Unions staunch WA
The WA Government continues to grapple with industrial relations fights on several fronts.
Western Australia's industrial umpire ordered the state's nurses to call off industrial action planned for Friday, but the nurses’ union says it will go ahead.
A hearing in WA's Industrial Relations Commission (IRC) this week heard that the Australian Nursing Federation's (ANF) WA branch has just one sticking point left in its long-running and chaotic negotiations for a new pay and conditions deal - base wages.
The union is now demanding a 5 per cent pay rise each year, but the government is sticking to its base pay offer of the higher of either a 3 per cent or a $3,120 raise a year.

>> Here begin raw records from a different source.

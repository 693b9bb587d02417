use crate::config::Config;
use crate::db::log;
use crate::errors::AppResult;

use crate::cli::parser::Cli;
use crate::db::initialize::open_initialized;
use crate::ui::messages::{success, warning};

/// Handle the `init` command
///
/// This initializes:
///  - the config directory (if missing)
///  - the configuration file (skipped with `--test`)
///  - the SQLite database and all pending migrations
pub fn handle(cli: &Cli) -> AppResult<()> {
    let db_path = Config::init_all(cli.db.as_deref(), cli.test)?;
    let db_path = db_path.to_string_lossy().to_string();

    println!("⚙️  Initializing eldlog…");
    println!("📄 Config file : {}", Config::config_file().display());
    println!("🗄️  Database   : {}", &db_path);

    let pool = open_initialized(&db_path)?;

    success(format!("Database initialized at {}", &db_path));

    // internal log (non blocking)
    if let Err(e) = log::ttlog(
        &pool.conn,
        "init",
        "Database initialized",
        &format!("Database initialized at {}", &db_path),
    ) {
        warning(format!("Failed to write internal log: {}", e));
    }

    println!("🎉 eldlog initialization completed!");
    Ok(())
}
use crate::models::entry::DutyStatusEntry;

pub const DEFAULT_HISTORY_LIMIT: usize = 100;

#[derive(Debug, Clone, PartialEq, Eq)]
pub enum HistoryAction {
    /// An entry written into its hour slot.
    Add(DutyStatusEntry),
    /// All entries of the day removed.
    Clear,
}

/// Bounded undo/redo log of edit actions.
///
/// `cursor` is the index of the last applied action (`None` = nothing
/// applied). The stack does not own the grid: callers rebuild it by
/// replaying [`HistoryStack::applied`] on top of their baseline.
#[derive(Debug, Clone)]
pub struct HistoryStack {
    actions: Vec<HistoryAction>,
    cursor: Option<usize>,
    limit: usize,
}

impl Default for HistoryStack {
    fn default() -> Self {
        Self::new(DEFAULT_HISTORY_LIMIT)
    }
}

impl HistoryStack {
    pub fn new(limit: usize) -> Self {
        Self {
            actions: Vec::new(),
            cursor: None,
            limit: limit.max(1),
        }
    }

    /// Append `action` after the cursor, dropping any redo branch.
    ///
    /// When the stack is full the oldest action is evicted and returned;
    /// the caller must fold it into its baseline so replay stays exact.
    pub fn record(&mut self, action: HistoryAction) -> Option<HistoryAction> {
        let keep = self.cursor.map_or(0, |c| c + 1);
        self.actions.truncate(keep);
        self.actions.push(action);

        let evicted = if self.actions.len() > self.limit {
            Some(self.actions.remove(0))
        } else {
            None
        };

        self.cursor = Some(self.actions.len() - 1);
        evicted
    }

    pub fn can_undo(&self) -> bool {
        self.cursor.is_some()
    }

    pub fn can_redo(&self) -> bool {
        let next = self.cursor.map_or(0, |c| c + 1);
        next < self.actions.len()
    }

    /// Step back one action and return the action being reversed.
    pub fn undo(&mut self) -> Option<&HistoryAction> {
        let current = self.cursor?;
        self.cursor = current.checked_sub(1);
        self.actions.get(current)
    }

    /// Step forward one action and return the action being reapplied.
    pub fn redo(&mut self) -> Option<&HistoryAction> {
        if !self.can_redo() {
            return None;
        }
        let next = self.cursor.map_or(0, |c| c + 1);
        self.cursor = Some(next);
        self.actions.get(next)
    }

    /// Actions up to and including the cursor, oldest first.
    pub fn applied(&self) -> &[HistoryAction] {
        match self.cursor {
            Some(c) => &self.actions[..=c],
            None => &[],
        }
    }

    pub fn cursor(&self) -> Option<usize> {
        self.cursor
    }

    pub fn len(&self) -> usize {
        self.actions.len()
    }

    pub fn is_empty(&self) -> bool {
        self.actions.is_empty()
    }

    pub fn limit(&self) -> usize {
        self.limit
    }
}
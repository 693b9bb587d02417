//! eldlog library root.
//! Exposes the grid editor core, the record-store gateways, the CLI parser
//! and the high-level run() function.

pub mod cli;
pub mod config;
pub mod core;
pub mod db;
pub mod errors;
pub mod gateway;
pub mod models;
pub mod ui;
pub mod utils;

use clap::Parser;
use cli::parser::{Cli, Commands};
use config::Config;
use errors::{AppError, AppResult};

/// Central command dispatcher
pub async fn dispatch(cli: &Cli, cfg: &Config) -> AppResult<()> {
    match &cli.command {
        Commands::Init => cli::commands::init::handle(cli),
        Commands::Config { .. } => cli::commands::config::handle(&cli.command, cfg),
        Commands::Trip { .. } => cli::commands::trip::handle(&cli.command, cfg),
        Commands::Generate { .. } => cli::commands::generate::handle(&cli.command, cfg).await,
        Commands::List { .. } => cli::commands::list::handle(&cli.command, cfg).await,
        Commands::Show { .. } => cli::commands::show::handle(&cli.command, cfg).await,
        Commands::Edit { .. } => cli::commands::edit::handle(&cli.command, cfg).await,
        Commands::Certify { .. } => cli::commands::certify::handle(&cli.command, cfg).await,
        Commands::Del { .. } => cli::commands::del::handle(&cli.command, cfg).await,
        Commands::Export { .. } => cli::commands::export::handle(&cli.command, cfg).await,
        Commands::Log { .. } => cli::commands::log::handle(&cli.command, cfg),
    }
}

/// Entry point used by main.rs
pub fn run() -> AppResult<()> {
    // 1) parse CLI
    let cli = Cli::parse();

    // 2) load config once
    let mut cfg = Config::load()?;

    // 3) command-line overrides
    if let Some(custom_db) = &cli.db {
        cfg.database = Config::resolve_db_path(custom_db)
            .to_string_lossy()
            .to_string();
    }
    if let Some(backend) = &cli.backend {
        cfg.backend = backend.trim().to_lowercase();
    }

    // 4) hand over to the async dispatcher
    let runtime = tokio::runtime::Builder::new_multi_thread()
        .enable_all()
        .build()
        .map_err(|e| AppError::Other(format!("failed to start async runtime: {}", e)))?;

    runtime.block_on(dispatch(&cli, &cfg))
}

Speaking outside the IRC, ANF WA secretary Janet Reah said patients would “of course” be looked after during the strike.
“Nurses do not want to strike. They want to be paid fairly, they want reasonable workloads,” she said.
“And this government keeps annoying the nurses and escalating things further.
“I'm sorry … [WA Premier Mark] McGowan and your cabinet, we've had enough and we are rallying Friday and we are striking. Bring it on.”
AMA WA branch president Mark Duncan-Smith said it is “unfortunate that it's had to come to this”, but he supports the ANF.
“This action is unpredictable and it's unacceptable,” Health Department director-general David Russell-Weisz said alongside the WA health minister.
Meanwhile, the WA Teachers' Union says more needs to be done, after the state put forward a $12.4-million package including one-off incentive payments of up to $17,000 to teachers and school leaders to work in 48 of the state's schools most desperate for staff.
Combined with existing incentives, some teachers could receive as much as $30,000 on top of their salary.
However, State School Teachers' Union of WA senior vice-president Matt Jarman says it is not enough to address the critical worker shortage.
“This is an initiative from the government that's too little too late,” he said.
“I'm not comfortable that it is going to address the matters that see people leaving teaching.
“There are still people in the community who are qualified and registered teachers that are choosing to leave the profession, mainly due to workload.”
Also this week, the WA Police Union announced it will pause its planned industrial action. Reports say the union is waiting on a second wages offer from the government, and has warned provisional approval is in place for a fresh campaign if the new deal is deemed inadequate.
WA police had threatened to hit the state government in its revenue collection, by refusing to issue minor offence traffic tickets and blocking speed cameras.